Writer Mark Doherty revels in the opportunity to pollinate Bees! with puns. If the dangers that the bees face are real, the verbal and visual humour ensures that it's a deadly buzz. Sarah Jane Shiels's hexagonal honeycomb set facilitates surprise revelations, while Emma O'Kane's choreography creates a distinct pattern of movement for the hovering hairy creatures.

Sarah Bacon’s costume design, meanwhile, avoids the obvious. Instead, a palette of lemon and black enlivens the smallest details, from the cuff of a sleeve to the trim of an ankle-warmer.

Bees! is a musical, and Jack Cawley's compositions draw on popular music from the 1950s onwards, offering a pastiche of soul, disco, reggae, and ubiquitous pop ballads.

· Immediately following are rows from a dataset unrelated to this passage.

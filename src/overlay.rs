use crate::error::SubpeekError;
use crate::selector::{compute_visible, VisibleRecord, WindowConfig};
use crate::srt::SubtitleTrack;

/// A notification from the playback clock. Regular progress and completed
/// seeks both carry the new position and are handled identically.
#[derive(Debug, Clone, Copy, PartialEq)]
pub enum TimeEvent {
    Progressed(f64),
    SeekCompleted(f64),
}

impl TimeEvent {
    pub fn time(self) -> f64 {
        match self {
            TimeEvent::Progressed(t) | TimeEvent::SeekCompleted(t) => t,
        }
    }
}

/// One subtitle overlay: a label, a window configuration, and at most one
/// loaded track. The two overlays of a player ("original" and "translated")
/// are two independent instances of this type and share nothing.
///
/// An overlay is either unloaded (no track, every update yields an empty
/// view) or loaded. Loading a non-empty track moves it to loaded from either
/// state, discarding whatever was there before.
#[derive(Debug)]
pub struct Overlay {
    label: String,
    window: WindowConfig,
    track: Option<SubtitleTrack>,
}

impl Overlay {
    pub fn new(label: impl Into<String>, window: WindowConfig) -> Self {
        Self {
            label: label.into(),
            window,
            track: None,
        }
    }

    pub fn label(&self) -> &str {
        &self.label
    }

    pub fn is_loaded(&self) -> bool {
        self.track.is_some()
    }

    /// Replaces the overlay's track. An empty track is the parser's way of
    /// signalling unparseable input, so it is rejected and the overlay keeps
    /// its previous state.
    pub fn load(&mut self, track: SubtitleTrack) -> Result<(), SubpeekError> {
        if track.is_empty() {
            return Err(SubpeekError::EmptyTrack);
        }
        self.track = Some(track);
        Ok(())
    }

    /// Recomputes the visible set for a time-change notification. The view
    /// is derived from scratch on every call; nothing is carried over from
    /// the previous update.
    pub fn update(&self, event: TimeEvent) -> Vec<VisibleRecord<'_>> {
        match &self.track {
            Some(track) => compute_visible(&self.window, track, event.time()),
            None => Vec::new(),
        }
    }
}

It is all just a bit too hip for the hive of children, although their parents might appreciate it. Cawley performs the score live in the full regalia of a beekeeper, creating a fourth character who performs a central role in the final revelation of the three bees' fate.

WillFredd Theatre’s ambitious musical for children has an instructional impetus as well as a theatrical one. Peppered with Latin assignations and Anthophila trivia, it imparts a serious environmental message about the urgent dangers of extinction facing bees.

At one point, Cawley, the musical beekeeper, even delivers a short lecture on the reciprocity of the ecosystem. But the educational imperative is never quite resolved with the dramatic action.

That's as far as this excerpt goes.